For me, the Diamox took care of many symptoms, and the angioplasty took care of most of the “M.S.- like” symptoms (I was numb on my left hip and my right arm and leg felt like they were dragging toddlers around). I still have orthostatic intolerance, and I’m sure the Diamox isn’t helping me with that in the short term, but perhaps it will over the long term, as I believe it’s the pressure on our brains that is the source of our problems. If not, though, I’d trade standing for being able to think any day! Speaking of standing, Jeri, did you ever try an abdominal binder (nice and tight)? I’m trying to figure out if some of us get relief from these binders because of the help it gives our hearts in getting the fluid into our brains. A big area of focus for me now is preventing congestive heart failure (yea, I’m hearing a fair number of us head in that direction, too. Ugh.)

I am collecting head circumferences (and length and weight) for kids (or adults) who are affected and have that data for the first 12-15 months of their lives. I believe I’ve found that there IS a “congenital” CCSVI evident by the increase in head circumference (much more so than length and weight) of babies before their skull sutures are closed. Yes, I agree, this pressure stuff can be congenital and can manifest in a variety of neurological disorders. I’ve have some imaging that indicates the pressure may actually push our brains onto some of our cranial nerves, causing other issues (pressure on cranial nerve 2 would cause glaucoma, for example).

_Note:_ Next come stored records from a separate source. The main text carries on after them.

//! Common fixtures for odbgroup integration tests
//!
//! `scenario_db` builds a small in-memory OrthoDB release around the human
//! query gene `9606_0:001c7b`. `write_release` writes the same data as
//! OrthoDB flat files so the loaders can be exercised.
#![allow(dead_code)]

use std::io::Write;
use std::path::Path;

use flate2::write::GzEncoder;
use flate2::Compression;
use odbgroup::bio::sequence::{SequenceRecord, STANDARD_AMINO_ACIDS};
use odbgroup::storage::OrthoDatabase;

pub const QUERY: &str = "9606_0:001c7b";
pub const QUERY_UNIPROT: &str = "P69905";
pub const GROUP: &str = "1234at7742";
pub const QUERY_LEN: usize = 100;

/// Deterministic protein of `len` standard residues
pub fn base_sequence(len: usize) -> Vec<u8> {
    (0..len)
        .map(|i| STANDARD_AMINO_ACIDS[(i * 7 + 3) % 20])
        .collect()
}

/// Substitute `count` evenly spaced residues with a different amino acid
pub fn mutate(sequence: &[u8], count: usize) -> Vec<u8> {
    let mut out = sequence.to_vec();
    if count == 0 {
        return out;
    }
    let step = out.len() / count;
    for i in 0..count {
        let pos = i * step + 1;
        let idx = STANDARD_AMINO_ACIDS
            .iter()
            .position(|&c| c == out[pos])
            .unwrap_or(0);
        out[pos] = STANDARD_AMINO_ACIDS[(idx + 10) % 20];
    }
    out
}

/// (gene id, sequence) of the ten group members
///
/// Three species. One human paralog is 40% of the query length; every other
/// member is at least 85% of it.
pub fn scenario_members() -> Vec<(&'static str, Vec<u8>)> {
    let base = base_sequence(QUERY_LEN);
    vec![
        (QUERY, base.clone()),
        ("9606_0:001c7c", mutate(&base, 30)),
        ("9606_0:001c7d", base[..40].to_vec()),
        ("9606_0:001c7e", mutate(&base[..95], 3)),
        ("10090_0:00a001", mutate(&base, 5)),
        ("10090_0:00a002", base[..90].to_vec()),
        ("10090_0:00a003", mutate(&base, 20)),
        ("7955_0:00b001", mutate(&base, 25)),
        ("7955_0:00b002", base[..85].to_vec()),
        ("7955_0:00b003", mutate(&base, 10)),
    ]
}

/// Expected least divergent orthologs of the scenario, sorted
pub fn expected_ldos() -> Vec<String> {
    vec![
        "10090_0:00a001".to_string(),
        "7955_0:00b003".to_string(),
        QUERY.to_string(),
    ]
}

pub fn scenario_db() -> OrthoDatabase {
    let mut db = OrthoDatabase::new();
    db.add_level(2759, "Eukaryota", 1952);
    db.add_level(7742, "Vertebrata", 470);
    db.add_level(40674, "Mammalia", 200);
    db.add_species("9606_0", "Homo sapiens");
    db.add_species("10090_0", "Mus musculus");
    db.add_species("7955_0", "Danio rerio");

    db.add_group("77at2759", 2759, "Globin");
    db.add_group(GROUP, 7742, "Hemoglobin subunit alpha");
    db.add_group("900at40674", 40674, "Hemoglobin subunit alpha");
    db.add_membership("77at2759", QUERY);
    db.add_membership("900at40674", QUERY);

    for (id, sequence) in scenario_members() {
        db.add_membership(GROUP, id);
        db.add_sequence(SequenceRecord::new(id, sequence));
    }
    db.add_uniprot(QUERY, QUERY_UNIPROT);
    db
}

fn write_tab(path: &Path, rows: &[Vec<String>]) {
    let mut file = std::fs::File::create(path).unwrap();
    for row in rows {
        writeln!(file, "{}", row.join("\t")).unwrap();
    }
}

fn row(fields: &[&str]) -> Vec<String> {
    fields.iter().map(|f| f.to_string()).collect()
}

/// Write the scenario as an `odb11v0` release into `dir`, FASTA gzipped
pub fn write_release(dir: &Path) {
    write_tab(
        &dir.join("odb11v0_levels.tab"),
        &[
            row(&["2759", "Eukaryota", "1000000", "50000", "1952"]),
            row(&["7742", "Vertebrata", "400000", "20000", "470"]),
            row(&["40674", "Mammalia", "200000", "18000", "200"]),
        ],
    );
    write_tab(
        &dir.join("odb11v0_species.tab"),
        &[
            row(&["9606", "9606_0", "Homo sapiens", "GCF_000001405.39", "20000", "1", "C"]),
            row(&["10090", "10090_0", "Mus musculus", "GCF_000001635.27", "22000", "1", "C"]),
            row(&["7955", "7955_0", "Danio rerio", "GCF_000002035.6", "26000", "1", "C"]),
        ],
    );
    write_tab(
        &dir.join("odb11v0_OGs.tab"),
        &[
            row(&["77at2759", "2759", "Globin"]),
            row(&[GROUP, "7742", "Hemoglobin subunit alpha"]),
            row(&["900at40674", "40674", "Hemoglobin subunit alpha"]),
        ],
    );

    let mut og2genes = vec![row(&["77at2759", QUERY]), row(&["900at40674", QUERY])];
    let members = scenario_members();
    og2genes.extend(members.iter().map(|(id, _)| row(&[GROUP, id])));
    write_tab(&dir.join("odb11v0_OG2genes.tab"), &og2genes);

    let genes: Vec<Vec<String>> = members
        .iter()
        .map(|(id, _)| {
            let organism = id.split(':').next().unwrap_or("");
            let uniprot = if *id == QUERY { QUERY_UNIPROT } else { "\\N" };
            row(&[id, organism, "orig", "", uniprot, "", "", ""])
        })
        .collect();
    write_tab(&dir.join("odb11v0_genes.tab"), &genes);

    write_tab(
        &dir.join("odb11v0_gene_xrefs.tab"),
        &[
            row(&["10090_0:00a001", "Q91VB8", "UniProt"]),
            row(&["10090_0:00a001", "ENSMUSG00000069919", "Ensembl"]),
        ],
    );

    let file = std::fs::File::create(dir.join("odb11v0_all_og_fasta.tab.gz")).unwrap();
    let mut gz = GzEncoder::new(file, Compression::default());
    for (id, sequence) in &members {
        writeln!(gz, ">{}\t{}", id, "fixture").unwrap();
        gz.write_all(sequence).unwrap();
        writeln!(gz).unwrap();
    }
    gz.finish().unwrap();
}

Oh, Jeri, amazingly, when I got my fMRI result back, I learned that I developed a small brain lesion. I can’t tell you how many people I know have both M.S. and EDS. I think I was headed there… Yikes. Did your MRI show any brain atrophy, perchance?

Please let me (us) know how your angioplasty goes! Thank you for reaching out, and I am excited to hear from you again soon! Dr. Diana

What I find fascinating about your story is that you mention your headaches got MUCH worse on the florinef… because my “migraines” have gone from 6 or so a month to 15-20 a month! My only treatment is Excedrine, if I catch it in time. No one has made any connection with my increase in headaches with the fludrocortisone! I will ask my dr. about that!

Also, my grandmother had glaucoma (and Alzheimer’s) and my dad has low pressure glaucoma. Incidentally, my dad’s brother, my uncle, has Parkinson’s. So much of this seems family related!

I also have been worked up for mast cell disease and a very invasive surgical muscle biopsy so we could test for mitochondrial disease (negative but showed mild neruomuscular disease – totally useless), no lesions on MRI for brain or spine (but all my symptoms point to MS). Haven’t had a spinal tap yet, but after reading what you wrote, glad we haven’t tried it!

I found out about CCSVI and there was a big informational meeting in Seattle (I live in the Portland,OR area) the end of January and Arizona Doppler Services flew in to offer Zamboni CCSVI scans, so I went up for that and had 4 of the 5 Zamboni criteria (which kind of shocked me). I am scheduled for the “liberation” procedure at Vascular Access Center Seattle in April.

Thanks again for you post. Hopefully I will get away from these headaches soon!